- WHAT TO WORK ON: Pick each line containing the word "that" out of the data below.

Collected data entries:
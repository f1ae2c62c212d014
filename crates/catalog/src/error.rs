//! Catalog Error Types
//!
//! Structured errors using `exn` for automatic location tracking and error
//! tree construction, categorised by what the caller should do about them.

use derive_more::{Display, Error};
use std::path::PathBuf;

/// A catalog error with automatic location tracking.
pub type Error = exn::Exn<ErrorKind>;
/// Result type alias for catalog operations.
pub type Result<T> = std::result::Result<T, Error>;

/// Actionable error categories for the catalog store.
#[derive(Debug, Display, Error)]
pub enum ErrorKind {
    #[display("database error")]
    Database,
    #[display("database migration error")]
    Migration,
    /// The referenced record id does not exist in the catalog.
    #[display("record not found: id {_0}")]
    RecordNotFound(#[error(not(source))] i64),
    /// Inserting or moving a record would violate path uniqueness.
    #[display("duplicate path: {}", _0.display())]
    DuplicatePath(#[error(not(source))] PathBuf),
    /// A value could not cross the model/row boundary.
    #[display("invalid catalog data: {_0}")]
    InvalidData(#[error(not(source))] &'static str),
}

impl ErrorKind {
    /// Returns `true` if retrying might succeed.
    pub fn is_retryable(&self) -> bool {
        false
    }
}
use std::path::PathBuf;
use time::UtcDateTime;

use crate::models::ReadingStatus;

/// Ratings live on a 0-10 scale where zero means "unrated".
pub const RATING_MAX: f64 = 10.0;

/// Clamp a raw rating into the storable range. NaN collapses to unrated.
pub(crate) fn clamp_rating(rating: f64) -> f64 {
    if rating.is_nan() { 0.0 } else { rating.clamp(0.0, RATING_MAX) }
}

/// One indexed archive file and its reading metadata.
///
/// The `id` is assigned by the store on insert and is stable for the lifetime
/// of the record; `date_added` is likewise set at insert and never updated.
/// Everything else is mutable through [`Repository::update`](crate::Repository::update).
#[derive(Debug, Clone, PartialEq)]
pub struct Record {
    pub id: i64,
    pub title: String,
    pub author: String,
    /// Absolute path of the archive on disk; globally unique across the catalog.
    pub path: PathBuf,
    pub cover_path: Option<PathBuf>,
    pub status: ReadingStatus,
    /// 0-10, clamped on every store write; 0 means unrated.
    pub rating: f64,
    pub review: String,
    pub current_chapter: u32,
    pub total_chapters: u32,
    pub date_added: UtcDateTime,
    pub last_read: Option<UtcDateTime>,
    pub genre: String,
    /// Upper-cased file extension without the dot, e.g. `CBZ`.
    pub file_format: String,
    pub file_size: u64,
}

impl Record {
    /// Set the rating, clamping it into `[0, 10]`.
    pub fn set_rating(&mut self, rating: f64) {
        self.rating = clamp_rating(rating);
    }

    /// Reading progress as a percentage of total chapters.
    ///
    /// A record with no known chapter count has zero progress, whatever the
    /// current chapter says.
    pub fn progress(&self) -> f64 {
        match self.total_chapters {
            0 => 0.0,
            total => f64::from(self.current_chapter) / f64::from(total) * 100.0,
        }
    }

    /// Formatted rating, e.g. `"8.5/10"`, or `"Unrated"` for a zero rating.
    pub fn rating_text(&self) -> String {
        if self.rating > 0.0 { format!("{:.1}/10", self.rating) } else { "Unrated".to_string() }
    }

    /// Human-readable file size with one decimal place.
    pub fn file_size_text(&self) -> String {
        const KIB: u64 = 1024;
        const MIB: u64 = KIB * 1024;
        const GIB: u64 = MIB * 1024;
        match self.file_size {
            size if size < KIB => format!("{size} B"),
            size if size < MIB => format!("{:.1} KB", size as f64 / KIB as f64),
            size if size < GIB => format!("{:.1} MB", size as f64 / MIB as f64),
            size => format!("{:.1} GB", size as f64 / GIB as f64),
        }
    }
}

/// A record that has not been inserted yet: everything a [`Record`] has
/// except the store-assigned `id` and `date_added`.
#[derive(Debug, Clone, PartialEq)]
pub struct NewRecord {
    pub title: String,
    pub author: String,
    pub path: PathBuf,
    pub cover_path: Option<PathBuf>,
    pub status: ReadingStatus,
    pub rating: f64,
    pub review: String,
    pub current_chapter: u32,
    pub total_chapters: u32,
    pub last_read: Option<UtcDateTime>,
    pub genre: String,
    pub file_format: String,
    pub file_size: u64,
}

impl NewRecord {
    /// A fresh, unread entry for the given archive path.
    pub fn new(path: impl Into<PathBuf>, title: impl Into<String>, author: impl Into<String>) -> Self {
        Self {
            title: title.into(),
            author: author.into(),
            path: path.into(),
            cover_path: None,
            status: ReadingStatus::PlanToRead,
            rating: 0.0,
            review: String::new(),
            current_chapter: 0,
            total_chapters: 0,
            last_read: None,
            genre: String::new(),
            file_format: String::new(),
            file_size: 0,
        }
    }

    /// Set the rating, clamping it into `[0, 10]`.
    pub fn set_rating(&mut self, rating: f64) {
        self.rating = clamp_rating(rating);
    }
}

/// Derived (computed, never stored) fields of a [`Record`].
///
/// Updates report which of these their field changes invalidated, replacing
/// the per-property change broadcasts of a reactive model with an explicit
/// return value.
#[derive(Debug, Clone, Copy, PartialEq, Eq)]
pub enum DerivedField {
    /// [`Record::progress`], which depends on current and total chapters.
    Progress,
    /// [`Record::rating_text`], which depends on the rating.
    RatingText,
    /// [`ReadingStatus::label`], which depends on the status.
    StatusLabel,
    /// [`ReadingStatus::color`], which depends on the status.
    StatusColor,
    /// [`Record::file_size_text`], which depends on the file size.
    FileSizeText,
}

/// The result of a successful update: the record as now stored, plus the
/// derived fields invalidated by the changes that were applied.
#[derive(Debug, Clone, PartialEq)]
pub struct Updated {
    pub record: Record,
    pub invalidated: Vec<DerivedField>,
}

---

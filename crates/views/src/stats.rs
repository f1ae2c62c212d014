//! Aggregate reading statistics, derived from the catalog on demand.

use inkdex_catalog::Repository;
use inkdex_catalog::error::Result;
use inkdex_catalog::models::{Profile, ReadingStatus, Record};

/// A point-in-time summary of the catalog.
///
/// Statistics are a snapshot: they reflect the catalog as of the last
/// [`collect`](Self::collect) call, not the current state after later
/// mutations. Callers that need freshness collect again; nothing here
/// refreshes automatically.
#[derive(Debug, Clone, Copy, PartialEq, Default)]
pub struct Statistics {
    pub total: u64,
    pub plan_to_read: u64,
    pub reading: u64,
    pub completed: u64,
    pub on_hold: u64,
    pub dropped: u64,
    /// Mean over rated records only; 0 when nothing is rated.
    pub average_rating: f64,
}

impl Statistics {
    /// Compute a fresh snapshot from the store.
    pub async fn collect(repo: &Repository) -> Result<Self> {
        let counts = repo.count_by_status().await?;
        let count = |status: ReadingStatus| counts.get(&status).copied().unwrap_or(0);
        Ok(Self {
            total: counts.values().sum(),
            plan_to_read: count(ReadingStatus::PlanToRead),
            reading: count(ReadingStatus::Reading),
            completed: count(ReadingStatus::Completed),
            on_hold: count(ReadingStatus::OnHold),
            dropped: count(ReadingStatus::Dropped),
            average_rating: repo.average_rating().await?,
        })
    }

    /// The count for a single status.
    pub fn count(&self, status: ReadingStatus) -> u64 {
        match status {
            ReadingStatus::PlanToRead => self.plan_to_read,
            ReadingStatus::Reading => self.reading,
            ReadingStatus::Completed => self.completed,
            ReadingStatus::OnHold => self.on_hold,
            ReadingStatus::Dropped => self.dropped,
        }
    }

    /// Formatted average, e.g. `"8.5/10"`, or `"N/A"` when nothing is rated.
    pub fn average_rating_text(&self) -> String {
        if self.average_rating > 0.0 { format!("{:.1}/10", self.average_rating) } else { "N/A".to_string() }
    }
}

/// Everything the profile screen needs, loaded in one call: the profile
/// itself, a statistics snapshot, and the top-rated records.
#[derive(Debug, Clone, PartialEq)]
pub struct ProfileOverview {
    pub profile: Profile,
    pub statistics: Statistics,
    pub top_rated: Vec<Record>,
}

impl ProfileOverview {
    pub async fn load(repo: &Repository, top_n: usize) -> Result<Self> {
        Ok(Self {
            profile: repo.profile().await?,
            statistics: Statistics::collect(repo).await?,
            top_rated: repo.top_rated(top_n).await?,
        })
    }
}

- ANSWER TO THIS TASK:
/// A record that has not been inserted yet: everything a [`Record`] has
/// derived fields invalidated by the changes that were applied.
/// mutations. Callers that need freshness collect again; nothing here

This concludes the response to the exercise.